Tag Archives: personal finance

Buy Stocks or Real Estate Instead of Paying Down Student Loan Debt

From Mike ‘the lawyer’ Cernovich:

I currently have a relatively large mount of unpaid student loans. My student loan interest rate on the outstanding balance of the two loans is at 2.2% and 3.65%, respectively. I pay the interest only, as the difference between my student loan interest rate and market returns are substantial. (Why pay a 3% loan off when market returns have been crazy high? Every dollar you use to pay off a student loan is a dollar you can’t invest in the market.)

This is brilliant advice. All these talking heads say, ‘pay down your student loans first!’ without even thinking of the alternatives. Put the money in the stock market and make 10-30% a year, which is much higher than the 3-6% interest on student loans. Even the dividends on the S&P 500, which are 3% a year, is good enough. Or put the money in Bay Area real estate and make 15-20% a year doing nothing on a 4% 30-yr mortgage. The obvious downside is if the market crashes and does not recover, but the odds are that won’t happen. The left has been predicting a crash since 2009, and they keep being wrong. Interest rates will remain low, which is good for borrowers, and real estate and stock prices.

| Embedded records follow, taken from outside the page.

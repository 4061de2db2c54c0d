//! Ensemble retrieval over several vector stores.
//!
//! The query is embedded once and sent to every store. Per-store rankings are
//! merged with weighted reciprocal-rank fusion:
//!
//! ```text
//! score(doc) = Σ_i weight_i / (rank_i(doc) + c)      rank is 1-based
//! ```
//!
//! Documents are identified by their text, so the same chunk returned by two
//! stores is counted once with both contributions. Equal scores keep the
//! order in which documents were first seen.

use std::collections::HashMap;

use thiserror::Error;
use tracing::{debug, warn};

use crate::core::config::RetrievalConfig;
use crate::embeddings::{EmbeddingError, EmbeddingProvider};
use crate::vector::{Document, ScoredDocument, VectorStore};

#[derive(Debug, Error)]
pub enum RetrievalError {
    #[error(transparent)]
    Embedding(#[from] EmbeddingError),
    #[error("all retrievers failed: {0}")]
    AllFailed(String),
}

/// One member of the ensemble.
#[derive(Debug, Clone)]
pub struct Retriever {
    pub name: String,
    pub store: VectorStore,
    pub weight: f32,
    pub k: usize,
}

#[derive(Debug, Clone)]
pub struct EnsembleRetriever {
    retrievers: Vec<Retriever>,
    c: f32,
}

impl EnsembleRetriever {
    pub fn new(retrievers: Vec<Retriever>, c: f32) -> Self {
        Self { retrievers, c }
    }

    /// Pair each configured store with its client, in config order.
    pub fn from_config(config: &RetrievalConfig, stores: &HashMap<String, VectorStore>) -> Self {
        let retrievers = config
            .stores
            .iter()
            .filter_map(|s| {
                stores.get(&s.name).map(|store| Retriever {
                    name: s.name.clone(),
                    store: store.clone(),
                    weight: s.weight,
                    k: s.k,
                })
            })
            .collect();
        Self::new(retrievers, config.rrf_c)
    }

    pub fn len(&self) -> usize {
        self.retrievers.len()
    }

    pub fn is_empty(&self) -> bool {
        self.retrievers.is_empty()
    }

    pub fn names(&self) -> Vec<&str> {
        self.retrievers.iter().map(|r| r.name.as_str()).collect()
    }

    /// Retrieve and fuse. A failing store is logged and left out; only when
    /// every store fails is the whole call an error.
    pub async fn retrieve(
        &self,
        embedder: &EmbeddingProvider,
        query: &str,
    ) -> Result<Vec<ScoredDocument>, RetrievalError> {
        if self.retrievers.is_empty() {
            return Ok(Vec::new());
        }
        let embedding = embedder.embed(query).await?;

        let mut ranked = Vec::with_capacity(self.retrievers.len());
        let mut errors = Vec::new();
        for r in &self.retrievers {
            match r.store.query(&embedding, r.k).await {
                Ok(hits) => {
                    debug!(retriever = %r.name, hits = hits.len(), "retriever returned");
                    ranked.push((r.weight, hits.into_iter().map(|h| h.document).collect()));
                }
                Err(e) => {
                    warn!(retriever = %r.name, error = %e, "retriever failed, skipping");
                    errors.push(format!("{}: {e}", r.name));
                }
            }
        }

        if ranked.is_empty() {
            return Err(RetrievalError::AllFailed(errors.join("; ")));
        }
        Ok(fuse(&ranked, self.c))
    }
}

/// Weighted reciprocal-rank fusion of `(weight, ranked documents)` lists.
pub fn fuse(lists: &[(f32, Vec<Document>)], c: f32) -> Vec<ScoredDocument> {
    let mut scores: HashMap<&str, f32> = HashMap::new();
    let mut order: Vec<&Document> = Vec::new();

    for (weight, docs) in lists {
        for (i, doc) in docs.iter().enumerate() {
            let rank = (i + 1) as f32;
            let entry = scores.entry(doc.page_content.as_str()).or_insert_with(|| {
                order.push(doc);
                0.0
            });
            *entry += weight / (rank + c);
        }
    }

    let mut fused: Vec<ScoredDocument> = order
        .into_iter()
        .map(|doc| ScoredDocument {
            score: scores.get(doc.page_content.as_str()).copied().unwrap_or(0.0),
            document: doc.clone(),
        })
        .collect();
    // Stable: ties keep first-seen order.
    fused.sort_by(|a, b| b.score.total_cmp(&a.score));
    fused
}

#[cfg(test)]
mod tests {
    use super::*;
    use crate::embeddings::DummyEmbedder;
    use crate::vector::MemoryStore;

    fn docs(texts: &[&str]) -> Vec<Document> {
        texts.iter().map(|t| Document::new(*t)).collect()
    }

    fn texts(fused: &[ScoredDocument]) -> Vec<&str> {
        fused.iter().map(|d| d.document.page_content.as_str()).collect()
    }

    #[test]
    fn shared_document_accumulates_score() {
        let fused = fuse(
            &[(0.5, docs(&["a", "b"])), (0.5, docs(&["b", "c"]))],
            60.0,
        );
        assert_eq!(texts(&fused), vec!["b", "a", "c"]);
        let b = &fused[0];
        assert!((b.score - (0.5 / 62.0 + 0.5 / 61.0)).abs() < 1e-6);
    }

    #[test]
    fn ties_keep_first_seen_order() {
        let fused = fuse(&[(0.5, docs(&["x"])), (0.5, docs(&["y"]))], 60.0);
        assert_eq!(texts(&fused), vec!["x", "y"]);
    }

    #[test]
    fn weights_shift_ranking() {
        let fused = fuse(&[(0.2, docs(&["low"])), (0.4, docs(&["high"]))], 60.0);
        assert_eq!(texts(&fused), vec!["high", "low"]);
    }

    #[test]
    fn empty_lists_fuse_to_nothing() {
        assert!(fuse(&[(0.5, Vec::new())], 60.0).is_empty());
    }

    #[tokio::test]
    async fn retrieve_merges_memory_stores() {
        let embedder = EmbeddingProvider::Dummy(DummyEmbedder::new(128));
        let drive = MemoryStore::default();
        let meetings = MemoryStore::default();
        let put = |store: &MemoryStore, text: &'static str| {
            let store = store.clone();
            let embedder = embedder.clone();
            async move {
                let e = embedder.embed(text).await.unwrap();
                store.upsert(&[Document::new(text)], &[e]).await;
            }
        };
        put(&drive, "apollo launch plan for march").await;
        put(&drive, "office snack budget").await;
        put(&meetings, "apollo launch retro notes").await;

        let ensemble = EnsembleRetriever::new(
            vec![
                Retriever {
                    name: "drive".into(),
                    store: VectorStore::Memory(drive),
                    weight: 0.5,
                    k: 1,
                },
                Retriever {
                    name: "meetings".into(),
                    store: VectorStore::Memory(meetings),
                    weight: 0.5,
                    k: 1,
                },
            ],
            60.0,
        );
        let hits = ensemble.retrieve(&embedder, "apollo launch").await.unwrap();
        let got = texts(&hits);
        assert_eq!(got.len(), 2);
        assert!(got.contains(&"apollo launch plan for march"));
        assert!(got.contains(&"apollo launch retro notes"));
    }

    fn unreachable_store() -> VectorStore {
        VectorStore::Pinecone(
            crate::vector::PineconeStore::new("http://127.0.0.1:1".into(), None, "k".into(), 1)
                .unwrap(),
        )
    }

    #[tokio::test]
    async fn failing_retriever_is_skipped() {
        let embedder = EmbeddingProvider::Dummy(DummyEmbedder::new(16));
        let good = MemoryStore::default();
        good.upsert(&[Document::new("kept")], &[embedder.embed("kept").await.unwrap()])
            .await;
        let ensemble = EnsembleRetriever::new(
            vec![
                Retriever {
                    name: "down".into(),
                    store: unreachable_store(),
                    weight: 0.5,
                    k: 3,
                },
                Retriever {
                    name: "up".into(),
                    store: VectorStore::Memory(good),
                    weight: 0.5,
                    k: 3,
                },
            ],
            60.0,
        );
        let hits = ensemble.retrieve(&embedder, "kept").await.unwrap();
        assert_eq!(texts(&hits), vec!["kept"]);
    }

    #[tokio::test]
    async fn all_failing_is_an_error() {
        let embedder = EmbeddingProvider::Dummy(DummyEmbedder::new(16));
        let ensemble = EnsembleRetriever::new(
            vec![Retriever {
                name: "down".into(),
                store: unreachable_store(),
                weight: 1.0,
                k: 3,
            }],
            60.0,
        );
        let err = ensemble.retrieve(&embedder, "q").await.unwrap_err();
        assert!(matches!(err, RetrievalError::AllFailed(msg) if msg.contains("down")));
    }

    #[tokio::test]
    async fn no_retrievers_returns_empty() {
        let embedder = EmbeddingProvider::Dummy(DummyEmbedder::new(8));
        let ensemble = EnsembleRetriever::new(Vec::new(), 60.0);
        assert!(ensemble.retrieve(&embedder, "q").await.unwrap().is_empty());
    }
}
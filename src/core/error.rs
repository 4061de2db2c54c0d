//! Application-wide error types.

use thiserror::Error;

#[derive(Debug, Error)]
pub enum AppError {
    #[error("config error: {0}")]
    Config(String),

    #[error("logger error: {0}")]
    Logger(String),

    #[error("llm error: {0}")]
    Llm(String),

    #[error("embedding error: {0}")]
    Embedding(String),

    #[error("vector store error: {0}")]
    VectorStore(String),

    #[error("storage error: {0}")]
    Storage(String),

    #[error("source error: {0}")]
    Source(String),

    #[error("report error: {0}")]
    Report(String),

    #[error("comms error: {0}")]
    Comms(String),

    #[error("io error: {0}")]
    Io(#[from] std::io::Error),
}

#[cfg(test)]
mod tests {
    use super::*;
    use std::error::Error;

    #[test]
    fn config_error_display() {
        let e = AppError::Config("missing field".into());
        assert!(e.to_string().starts_with("config error"));
        assert!(e.to_string().contains("missing field"));
    }

    #[test]
    fn storage_error_display() {
        let e = AppError::Storage("bucket not found".into());
        assert!(e.to_string().contains("bucket not found"));
    }

    #[test]
    fn io_error_converts() {
        let io_err = std::io::Error::new(std::io::ErrorKind::NotFound, "file missing");
        let e: AppError = io_err.into();
        assert!(e.to_string().contains("io error"));
        let _: &dyn Error = &e;
    }
}
pub mod comms;
pub mod runtime;
pub mod scheduler;
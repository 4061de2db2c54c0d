//! In-process brute-force vector store.

use std::sync::Arc;

use tokio::sync::RwLock;

use super::{Document, ScoredDocument};
use crate::embeddings::{Embedding, cosine_similarity};

#[derive(Debug, Clone, Default)]
pub struct MemoryStore {
    entries: Arc<RwLock<Vec<(Document, Embedding)>>>,
}

impl MemoryStore {
    pub async fn upsert(&self, docs: &[Document], embeddings: &[Embedding]) -> usize {
        let mut entries = self.entries.write().await;
        for (doc, emb) in docs.iter().zip(embeddings) {
            entries.push((doc.clone(), emb.clone()));
        }
        docs.len()
    }

    pub async fn query(&self, embedding: &[f32], k: usize) -> Vec<ScoredDocument> {
        let entries = self.entries.read().await;
        let mut scored: Vec<ScoredDocument> = entries
            .iter()
            .map(|(doc, emb)| ScoredDocument {
                document: doc.clone(),
                score: cosine_similarity(embedding, emb),
            })
            .collect();
        // Stable sort keeps insertion order among equal scores.
        scored.sort_by(|a, b| b.score.total_cmp(&a.score));
        scored.truncate(k);
        scored
    }

    pub async fn len(&self) -> usize {
        self.entries.read().await.len()
    }
}

#[cfg(test)]
mod tests {
    use super::*;

    #[tokio::test]
    async fn returns_closest_first() {
        let store = MemoryStore::default();
        store
            .upsert(
                &[Document::new("x-axis"), Document::new("y-axis"), Document::new("diag")],
                &[vec![1.0, 0.0], vec![0.0, 1.0], vec![0.7, 0.7]],
            )
            .await;
        let hits = store.query(&[1.0, 0.1], 2).await;
        assert_eq!(hits.len(), 2);
        assert_eq!(hits[0].document.page_content, "x-axis");
        assert_eq!(hits[1].document.page_content, "diag");
        assert_eq!(store.len().await, 3);
    }

    #[tokio::test]
    async fn empty_store_returns_nothing() {
        let store = MemoryStore::default();
        assert!(store.query(&[1.0], 3).await.is_empty());
    }
}
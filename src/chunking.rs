//! Sliding-window text chunking on top of `text-splitter`.
//!
//! Sizes are in characters. The splitter prefers paragraph, then sentence,
//! then word boundaries before falling back to hard cuts.

use serde_json::{Map, Value};
use text_splitter::{ChunkConfig, TextSplitter};

use crate::core::config::ChunkSettings;
use crate::core::error::AppError;
use crate::vector::Document;

/// Split `text` into chunks according to `settings`.
pub fn split_text(text: &str, settings: ChunkSettings) -> Result<Vec<String>, AppError> {
    let config = ChunkConfig::new(settings.size)
        .with_overlap(settings.overlap)
        .map_err(|e| AppError::Config(format!("chunk settings: {e}")))?;
    let splitter = TextSplitter::new(config);
    Ok(splitter.chunks(text).map(str::to_string).collect())
}

/// Chunk `text` into documents.
///
/// Every document gets a copy of `base_metadata` plus `chunk_index` and
/// `chunk_id = "{id_prefix}_chunk_{i}"`. When `title_line` is set it is
/// prepended to each chunk, separated by a blank line.
pub fn chunk_documents(
    text: &str,
    base_metadata: &Map<String, Value>,
    id_prefix: &str,
    settings: ChunkSettings,
    title_line: Option<&str>,
) -> Result<Vec<Document>, AppError> {
    let chunks = split_text(text, settings)?;
    Ok(chunks
        .into_iter()
        .enumerate()
        .map(|(i, chunk)| {
            let mut metadata = base_metadata.clone();
            metadata.insert("chunk_index".into(), Value::from(i));
            metadata.insert(
                "chunk_id".into(),
                Value::String(format!("{id_prefix}_chunk_{i}")),
            );
            let page_content = match title_line {
                Some(title) => format!("{title}\n\n{chunk}"),
                None => chunk,
            };
            Document {
                page_content,
                metadata,
            }
        })
        .collect())
}
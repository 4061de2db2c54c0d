//! Prompt templates and the builder that renders them.
//!
//! Every template ships compiled in (from `config/prompts/`). A file with the
//! same name in the configured prompts directory overrides the built-in copy
//! at runtime, so prompts can be tuned without a rebuild.
//!
//! Variable substitution uses `{{key}}` syntax and runs in a single pass at
//! [`build()`](PromptBuilder::build) time, so substituted values (Slack
//! messages, email bodies) are never re-scanned for placeholders.

use std::collections::HashMap;
use std::fs;
use std::path::PathBuf;

const SEPARATOR: &str = "\n\n";

/// Named prompt templates used across the crate.
#[derive(Debug, Clone, Copy, PartialEq, Eq)]
pub enum Template {
    /// `{{query}}`, `{{projects}}`
    DetectProject,
    /// `{{text}}`, `{{projects}}`
    DetectMeetingProject,
    /// `{{today}}`, `{{query}}`
    RewriteQuery,
    /// `{{today}}`, `{{context}}`, `{{question}}`
    Answer,
    /// `{{question}}`, `{{context}}`, `{{answer}}`, `{{today}}`
    Reasoning,
    /// `{{previous_report}}`, `{{messages}}`
    ReportUpdate,
    /// `{{email_body}}`
    EmailExtract,
    /// `{{raw_text}}`
    MeetingClean,
}

impl Template {
    pub const ALL: [Template; 8] = [
        Template::DetectProject,
        Template::DetectMeetingProject,
        Template::RewriteQuery,
        Template::Answer,
        Template::Reasoning,
        Template::ReportUpdate,
        Template::EmailExtract,
        Template::MeetingClean,
    ];

    pub fn file_name(self) -> &'static str {
        match self {
            Template::DetectProject => "detect_project.txt",
            Template::DetectMeetingProject => "detect_meeting_project.txt",
            Template::RewriteQuery => "rewrite_query.txt",
            Template::Answer => "answer.txt",
            Template::Reasoning => "reasoning.txt",
            Template::ReportUpdate => "report_update.txt",
            Template::EmailExtract => "email_extract.txt",
            Template::MeetingClean => "meeting_clean.txt",
        }
    }

    pub fn builtin(self) -> &'static str {
        match self {
            Template::DetectProject => include_str!("../config/prompts/detect_project.txt"),
            Template::DetectMeetingProject => {
                include_str!("../config/prompts/detect_meeting_project.txt")
            }
            Template::RewriteQuery => include_str!("../config/prompts/rewrite_query.txt"),
            Template::Answer => include_str!("../config/prompts/answer.txt"),
            Template::Reasoning => include_str!("../config/prompts/reasoning.txt"),
            Template::ReportUpdate => include_str!("../config/prompts/report_update.txt"),
            Template::EmailExtract => include_str!("../config/prompts/email_extract.txt"),
            Template::MeetingClean => include_str!("../config/prompts/meeting_clean.txt"),
        }
    }
}

/// Fluent builder that assembles a prompt from templates and fragments.
///
/// ```rust
/// use onequery::prompts::{PromptBuilder, Template};
///
/// let prompt = PromptBuilder::new("config/prompts")
///     .template(Template::DetectProject)
///     .var("query", "when does apollo launch?")
///     .var("projects", "- apollo\n- zephyr")
///     .build();
/// assert!(prompt.contains("- apollo"));
/// ```
pub struct PromptBuilder {
    prompts_dir: PathBuf,
    parts: Vec<String>,
    vars: HashMap<String, String>,
}

impl PromptBuilder {
    /// Create a builder rooted at `prompts_dir` (e.g. `"config/prompts"`).
    pub fn new(prompts_dir: impl Into<PathBuf>) -> Self {
        Self {
            prompts_dir: prompts_dir.into(),
            parts: Vec::new(),
            vars: HashMap::new(),
        }
    }

    /// Append a template, preferring an override file in the prompts
    /// directory over the built-in text.
    pub fn template(self, template: Template) -> Self {
        let path = self.prompts_dir.join(template.file_name());
        match fs::read_to_string(&path) {
            Ok(text) if !text.trim().is_empty() => self.append(text),
            _ => {
                tracing::trace!("prompt: using built-in {}", template.file_name());
                self.append(template.builtin())
            }
        }
    }

    /// Directly append a text fragment.
    pub fn append(mut self, text: impl Into<String>) -> Self {
        let s = text.into();
        let trimmed = s.trim();
        if !trimmed.is_empty() {
            self.parts.push(trimmed.to_string());
        }
        self
    }

    /// Register `{{key}}` → `value` substitution pairs applied at build time.
    pub fn with_vars<'a, I>(mut self, vars: I) -> Self
    where
        I: IntoIterator<Item = (&'a str, &'a str)>,
    {
        for (k, v) in vars {
            self.vars.insert(k.to_string(), v.to_string());
        }
        self
    }

    /// Register a single variable.
    pub fn var(mut self, key: &str, value: impl Into<String>) -> Self {
        self.vars.insert(key.to_string(), value.into());
        self
    }

    /// Join all parts with blank lines and substitute variables.
    /// Unknown placeholders are left as-is.
    pub fn build(self) -> String {
        substitute(&self.parts.join(SEPARATOR), &self.vars)
    }
}

fn substitute(text: &str, vars: &HashMap<String, String>) -> String {
    let mut out = String::with_capacity(text.len());
    let mut rest = text;
    while let Some(start) = rest.find("{{") {
        out.push_str(&rest[..start]);
        let after = &rest[start + 2..];
        match after.find("}}") {
            Some(end) => {
                let key = &after[..end];
                match vars.get(key) {
                    Some(value) => out.push_str(value),
                    None => {
                        out.push_str("{{");
                        out.push_str(key);
                        out.push_str("}}");
                    }
                }
                rest = &after[end + 2..];
            }
            None => {
                out.push_str(&rest[start..]);
                rest = "";
            }
        }
    }
    out.push_str(rest);
    out
}

/// Render `- name` lines, the list format every classifier prompt uses.
pub fn bullet_list<S: AsRef<str>>(items: &[S]) -> String {
    items
        .iter()
        .map(|i| format!("- {}", i.as_ref()))
        .collect::<Vec<_>>()
        .join("\n")
}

This is the mindset or strategy that separates the rich from the poor; smart people use debt to their advantage to build wealth through leverage; the poor and middle class are scared of debt and will do anything to avoid it, even if it means being poorer as a result. The more leverage you can control, the more you can skim off the top. If you control a $1,500,000 home in the Bay Area, you can skim off $20,000 a month just from the appreciation alone using a home equity line of credit. If the mortgage is $6,000 a month, you are keeping $14,000 every month doing nothing.

Why Personal Finance Has Become So Important To Millennials

With on average of 2000 people online at any given moment (on par with the wildly popular /r/aww) why is Reddit’s /r/personalfinance so popular, as well as 4chan’s business & finance board, 4chan.org/biz/ ? But it seems like the topic of personal finance, as well as economics and finance, is poplar everywhere online where high-IQ people congregate. A recent example is a 2014 discussion on Hacker News about investing plans, which got very heated, with everyone having an impassioned opinion as if it were a matter of life or death instead of just money. And the story had nothing to do with computer science, either. Personal finance has become something of religion among smart millennial 20 & 30-somethings, whereas older generations don’t seem to care as much, merely viewing money as a something that has utility, not the Catechism. For older generations, talking about money is considered ‘rude’, almost taboo, whereas having open opinions about religion and politics is not. For the millennials, it’s flipped the other way around: It’s rude to talk about your religion (or lack thereof), but millennials talk freely about wealth & money, how to get it, and who has what ‘net worth’.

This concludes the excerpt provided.